School buses typically carry 100 gallons of fuel in their tanks, and are used for transporting children to and from school, for field trips and for bringing children in from rural areas. Budgeting is a concern already in many areas, and school officials said their districts had already budgeted this year's gas allowance before the most recent rise took place.

That means districts like Toms River in New Jersey are facing at least a 35 percent jump in gas prices (search) all of a sudden this year, which translates to the immediate need for $112,000.

"Last year we opened school paying a $1.99 a gallon and as school approaches right now, looks like it's going to be around $2.74," Michael Ritacco, Superintendent of Toms River Regional School District (search) told FOX News.

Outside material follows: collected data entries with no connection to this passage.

//! In-memory sale repository for tests/dev.

use std::collections::HashMap;
use std::sync::RwLock;

use salesdesk_core::{AggregateRoot, Entity, ExpectedVersion, SaleId};
use salesdesk_sales::Sale;

use super::{RepositoryError, SaleRepository, at_version};
use crate::query::SaleFilter;

/// Sales kept in a process-local map.
///
/// - No IO
/// - Data is lost on restart
#[derive(Debug, Default)]
pub struct InMemorySaleRepository {
    inner: RwLock<HashMap<SaleId, Sale>>,
}

impl InMemorySaleRepository {
    pub fn new() -> Self {
        Self::default()
    }

    fn poisoned() -> RepositoryError {
        RepositoryError::Backend("in-memory sale repository lock poisoned".to_string())
    }
}

fn number_taken(map: &HashMap<SaleId, Sale>, sale_number: i64, except: Option<SaleId>) -> bool {
    map.values()
        .any(|s| s.sale_number() == sale_number && Some(*s.id()) != except)
}

#[async_trait::async_trait]
impl SaleRepository for InMemorySaleRepository {
    async fn insert(&self, sale: Sale) -> Result<Sale, RepositoryError> {
        let mut map = self.inner.write().map_err(|_| Self::poisoned())?;

        if map.contains_key(sale.id()) {
            return Err(RepositoryError::Concurrency(format!("sale {} already stored", sale.id())));
        }
        if number_taken(&map, sale.sale_number(), None) {
            return Err(RepositoryError::DuplicateSaleNumber(sale.sale_number()));
        }

        let stored = at_version(sale, 1);
        map.insert(*stored.id(), stored.clone());
        Ok(stored)
    }

    async fn get(&self, id: SaleId) -> Result<Option<Sale>, RepositoryError> {
        let map = self.inner.read().map_err(|_| Self::poisoned())?;
        Ok(map.get(&id).cloned())
    }

    async fn get_by_number(&self, sale_number: i64) -> Result<Option<Sale>, RepositoryError> {
        let map = self.inner.read().map_err(|_| Self::poisoned())?;
        Ok(map.values().find(|s| s.sale_number() == sale_number).cloned())
    }

    async fn update(&self, sale: Sale, expected: ExpectedVersion) -> Result<Sale, RepositoryError> {
        let mut map = self.inner.write().map_err(|_| Self::poisoned())?;
        let id = *sale.id();

        let current = map.get(&id).ok_or(RepositoryError::NotFound(id))?.version();
        if !expected.matches(current) {
            return Err(RepositoryError::Concurrency(format!(
                "expected {expected:?}, found {current}"
            )));
        }
        if number_taken(&map, sale.sale_number(), Some(id)) {
            return Err(RepositoryError::DuplicateSaleNumber(sale.sale_number()));
        }

        let stored = at_version(sale, current + 1);
        map.insert(id, stored.clone());
        Ok(stored)
    }

    async fn list(&self, filter: &SaleFilter) -> Result<Vec<Sale>, RepositoryError> {
        let map = self.inner.read().map_err(|_| Self::poisoned())?;

        let mut sales: Vec<Sale> = map.values().filter(|s| filter.matches(s)).cloned().collect();
        sales.sort_by_key(Sale::sale_number);
        Ok(sales)
    }

    async fn delete(&self, id: SaleId) -> Result<bool, RepositoryError> {
        let mut map = self.inner.write().map_err(|_| Self::poisoned())?;
        Ok(map.remove(&id).is_some())
    }
}

#[cfg(test)]
mod tests {
    use super::*;
    use chrono::Utc;
    use rust_decimal_macros::dec;
    use salesdesk_core::{BranchId, CustomerId, ProductId};
    use salesdesk_sales::{BranchRef, CustomerRef, SaleItem};

    fn test_sale(sale_number: i64) -> Sale {
        let mut sale = Sale::new(
            sale_number,
            Utc::now(),
            CustomerRef::new(CustomerId::new(), "Carla Dias"),
            BranchRef::new(BranchId::new(), "Savassi"),
        );
        sale.add_item(SaleItem::new(ProductId::new(), "Cerveja Lata", 6, dec!(4.50)));
        sale
    }

    #[tokio::test]
    async fn insert_stamps_version_one() {
        let repo = InMemorySaleRepository::new();
        let stored = repo.insert(test_sale(1)).await.unwrap();

        assert_eq!(stored.version(), 1);
        assert_eq!(repo.get(*stored.id()).await.unwrap(), Some(stored));
    }

    #[tokio::test]
    async fn duplicate_sale_numbers_are_rejected() {
        let repo = InMemorySaleRepository::new();
        repo.insert(test_sale(7)).await.unwrap();

        let err = repo.insert(test_sale(7)).await.unwrap_err();
        assert!(matches!(err, RepositoryError::DuplicateSaleNumber(7)));
    }

    #[tokio::test]
    async fn update_bumps_version_and_rejects_stale_writers() {
        let repo = InMemorySaleRepository::new();
        let stored = repo.insert(test_sale(1)).await.unwrap();

        let mut first = stored.clone();
        first.cancel();
        let first = repo.update(first, ExpectedVersion::Exact(1)).await.unwrap();
        assert_eq!(first.version(), 2);

        let err = repo.update(stored, ExpectedVersion::Exact(1)).await.unwrap_err();
        assert!(matches!(err, RepositoryError::Concurrency(_)));
    }

    #[tokio::test]
    async fn update_cannot_steal_another_sales_number() {
        let repo = InMemorySaleRepository::new();
        repo.insert(test_sale(1)).await.unwrap();
        let mut second = repo.insert(test_sale(2)).await.unwrap();

        let (date, customer, branch) = (second.sale_date(), second.customer().clone(), second.branch().clone());
        second.update_details(1, date, customer, branch);

        let err = repo.update(second, ExpectedVersion::Any).await.unwrap_err();
        assert!(matches!(err, RepositoryError::DuplicateSaleNumber(1)));
    }

    #[tokio::test]
    async fn update_of_unknown_sale_is_not_found() {
        let repo = InMemorySaleRepository::new();
        let err = repo.update(test_sale(1), ExpectedVersion::Any).await.unwrap_err();
        assert!(matches!(err, RepositoryError::NotFound(_)));
    }

    #[tokio::test]
    async fn list_is_filtered_and_ordered_by_sale_number() {
        let repo = InMemorySaleRepository::new();
        for n in [30, 10, 20] {
            repo.insert(test_sale(n)).await.unwrap();
        }
        let mut cancelled = repo.get_by_number(20).await.unwrap().unwrap();
        cancelled.cancel();
        repo.update(cancelled, ExpectedVersion::Any).await.unwrap();

        let all = repo.list(&SaleFilter::default()).await.unwrap();
        let numbers: Vec<_> = all.iter().map(Sale::sale_number).collect();
        assert_eq!(numbers, vec![10, 20, 30]);

        let only_cancelled = repo
            .list(&SaleFilter { cancelled_only: true, ..Default::default() })
            .await
            .unwrap();
        assert_eq!(only_cancelled.len(), 1);
        assert_eq!(only_cancelled[0].sale_number(), 20);
    }

    #[tokio::test]
    async fn delete_reports_whether_anything_was_removed() {
        let repo = InMemorySaleRepository::new();
        let stored = repo.insert(test_sale(1)).await.unwrap();

        assert!(repo.delete(*stored.id()).await.unwrap());
        assert!(!repo.delete(*stored.id()).await.unwrap());
        assert_eq!(repo.get_by_number(1).await.unwrap(), None);
    }
}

School officials know that the money to make up the difference will have to come from other areas in their budgets -- or sacrifices will have to be made.

"I'd say field trips are definitely in play and cutting back on the amount of buses that we use on some athletic trips," Ritacco said.

Toms River so far has taken to limiting the use of its buses, and other districts have resorted to charging the parents or telling students they have to walk to school.

Joe Villani of the National School Board Association (search) says in some areas solutions have had to get more extreme. "I also heard of a district in California that completely eliminated school buses because they just couldn't afford to run them," he said.

The problems don't end at student transportation. School districts nationwide have fuel-related delivery costs for food and supplies, and now the cost of heating may come into question.

Ritacco added, "I think the second and third step coming is what effect this is going to have on heating fuel."

Now perhaps the question may become whether schools will have to consider adopting alternative fuel solutions in order to avoid cutting back on other areas of the budget.